Identification of the LBC binding sequence. (A) EMSAs were performed with a series of truncations of the 80-bp GAGA3 and GAGA4 probes. For GAGA3, the truncations were 65 bp, 52 bp, and 40 bp in length. For GAGA4, the truncations were 65 bp, 50 bp, and 38 bp in length. The GAGAG motifs within GAGA3 and GAGA4 were mutated to ACAAA to produce two 65-bp fragments, GAGA3-65 GAGAG-mut and GAGA3-65 GAGAG-mut.
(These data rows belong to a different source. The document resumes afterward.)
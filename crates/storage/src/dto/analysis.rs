use chrono::{DateTime, Utc};
use serde::{Deserialize, Serialize};
use utoipa::{IntoParams, ToSchema};
use validator::Validate;

use crate::models::AnalysisRecord;

#[derive(Debug, Clone, Serialize, Deserialize, ToSchema)]
pub struct VideoInfo {
    pub video_id: String,
    pub title: String,
    pub url: String,
    pub duration: Option<f64>,
    pub thumbnail_url: String,
    #[serde(default, skip_serializing_if = "Option::is_none")]
    pub uploader: Option<String>,
}

#[derive(Debug, Serialize, Deserialize, ToSchema)]
pub struct FailureAnalysisResponse {
    pub success: bool,
    pub filename: String,
    #[schema(value_type = Object)]
    pub analysis: serde_json::Value,
}

/// Result for one file of a batch upload.
#[derive(Debug, Serialize, Deserialize, ToSchema)]
pub struct FailureBatchItem {
    pub filename: String,
    pub success: bool,
    #[schema(value_type = Option<Object>)]
    #[serde(default, skip_serializing_if = "Option::is_none")]
    pub analysis: Option<serde_json::Value>,
    #[serde(default, skip_serializing_if = "Option::is_none")]
    pub error: Option<String>,
}

impl FailureBatchItem {
    pub fn analyzed(filename: String, analysis: serde_json::Value) -> Self {
        Self {
            filename,
            success: true,
            analysis: Some(analysis),
            error: None,
        }
    }

    pub fn failed(filename: String, error: impl Into<String>) -> Self {
        Self {
            filename,
            success: false,
            analysis: None,
            error: Some(error.into()),
        }
    }
}

#[derive(Debug, Serialize, Deserialize, ToSchema)]
pub struct FailureBatchResponse {
    pub success: bool,
    pub total: usize,
    pub analyzed: usize,
    pub results: Vec<FailureBatchItem>,
}

#[derive(Debug, Serialize, Deserialize, ToSchema)]
pub struct AnalyzerConfigResponse {
    pub success: bool,
    pub gemini_available: bool,
    pub gemini_model: String,
    pub supported_formats: Vec<String>,
    pub max_duration_seconds: u32,
    pub recommended_duration_seconds: u32,
}

#[derive(Debug, Deserialize, Validate, ToSchema)]
pub struct ValidateUrlRequest {
    #[validate(length(min = 1, message = "url is required"))]
    pub url: String,
}

#[derive(Debug, Serialize, Deserialize, ToSchema)]
pub struct ValidateUrlResponse {
    pub success: bool,
    pub valid: bool,
    pub video_id: Option<String>,
}

#[derive(Debug, Clone, Deserialize, Validate, ToSchema)]
pub struct YoutubeAnalyzeRequest {
    #[validate(url(message = "url must be a valid URL"))]
    pub url: String,
    #[validate(length(max = 255))]
    pub player_focus: Option<String>,
    #[validate(length(max = 255))]
    pub player2_focus: Option<String>,
    #[validate(length(max = 1000))]
    pub description1: Option<String>,
    #[validate(length(max = 1000))]
    pub description2: Option<String>,
}

#[derive(Debug, Serialize, Deserialize, ToSchema)]
pub struct VideoInfoResponse {
    pub success: bool,
    pub video_info: VideoInfo,
}

#[derive(Debug, Serialize, Deserialize, ToSchema)]
pub struct AnalysisLimits {
    pub max_duration_minutes: u32,
    pub supported_hosts: Vec<String>,
    pub requires_yt_dlp: bool,
}

/// What the YouTube analysis endpoints can do on this server.
#[derive(Debug, Serialize, Deserialize, ToSchema)]
pub struct AnalysisInfoResponse {
    pub success: bool,
    pub enabled: bool,
    pub description: String,
    pub supported_features: Vec<String>,
    pub limitations: AnalysisLimits,
}

#[derive(Debug, Clone, Deserialize, Validate, ToSchema)]
pub struct PlayerAnalyzeRequest {
    #[validate(url(message = "url must be a valid URL"))]
    pub url: String,
    #[validate(length(min = 1, max = 255, message = "player_name is required"))]
    pub player_name: String,
    /// How to tell the player apart, e.g. shirt colour
    #[validate(length(max = 1000))]
    pub player_description: Option<String>,
}

/// `analysis` carries `scoring_clips` / `losing_clips` in the layout
/// `/api/auto-train/import-player` accepts.
#[derive(Debug, Serialize, Deserialize, ToSchema)]
pub struct PlayerAnalyzeResponse {
    pub success: bool,
    pub record_id: String,
    pub player_name: String,
    pub video_info: VideoInfo,
    #[schema(value_type = Object)]
    pub analysis: serde_json::Value,
}

#[derive(Debug, Serialize, Deserialize, ToSchema)]
pub struct YoutubeAnalyzeResponse {
    pub success: bool,
    pub record_id: String,
    pub video_info: VideoInfo,
    #[schema(value_type = Object)]
    pub analysis: serde_json::Value,
}

#[derive(Debug, Deserialize, IntoParams)]
pub struct HistoryQuery {
    #[serde(default = "default_history_limit")]
    pub limit: u32,
    /// Matches title or either player focus
    pub search: Option<String>,
    pub player: Option<String>,
}

fn default_history_limit() -> u32 {
    50
}

/// History list entry without the analysis payload.
#[derive(Debug, Clone, Serialize, Deserialize, ToSchema)]
pub struct AnalysisSummary {
    pub record_id: String,
    pub video_id: String,
    pub video_title: String,
    pub video_url: String,
    pub thumbnail_url: String,
    pub player_focus: Option<String>,
    pub player2_focus: Option<String>,
    pub created_at: DateTime<Utc>,
}

impl From<AnalysisRecord> for AnalysisSummary {
    fn from(record: AnalysisRecord) -> Self {
        Self {
            record_id: record.record_id,
            video_id: record.video_id,
            video_title: record.video_title,
            video_url: record.video_url,
            thumbnail_url: record.thumbnail_url,
            player_focus: record.player_focus,
            player2_focus: record.player2_focus,
            created_at: record.created_at,
        }
    }
}

#[derive(Debug, Serialize, Deserialize, ToSchema)]
pub struct HistoryListResponse {
    pub success: bool,
    pub total: usize,
    pub records: Vec<AnalysisSummary>,
}

#[derive(Debug, Serialize, Deserialize, ToSchema)]
pub struct HistoryRecordResponse {
    pub success: bool,
    pub record: AnalysisRecord,
}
Each subfragment was incubated with nuclear extracts from late (L; 6- to 18-h) embryos. (B) EMSAs were carried out using a probe, hsp70-GAGAG, that spans a previously characterized GAF binding sequence in the hsp70 promoter (69, 70). The GAGAG sequence within the hsp70 promoter was mutated to TCTCT to generate probe hsp70-GAGAG-mut. (C) Labeled GAGA3-65 was incubated with nuclear extracts from late (6- to 18-h) embryos in the absence (lanes 1 and 2) and presence (lanes 3 to 16) of unlabeled cold competitor as indicated above the lanes. A 5-, 10-, 50-, or 100-fold excess of the cold competitor (from the left to right lane, respectively) of each set was added to the reaction mixture. Arrowheads, LBC; F, free probe.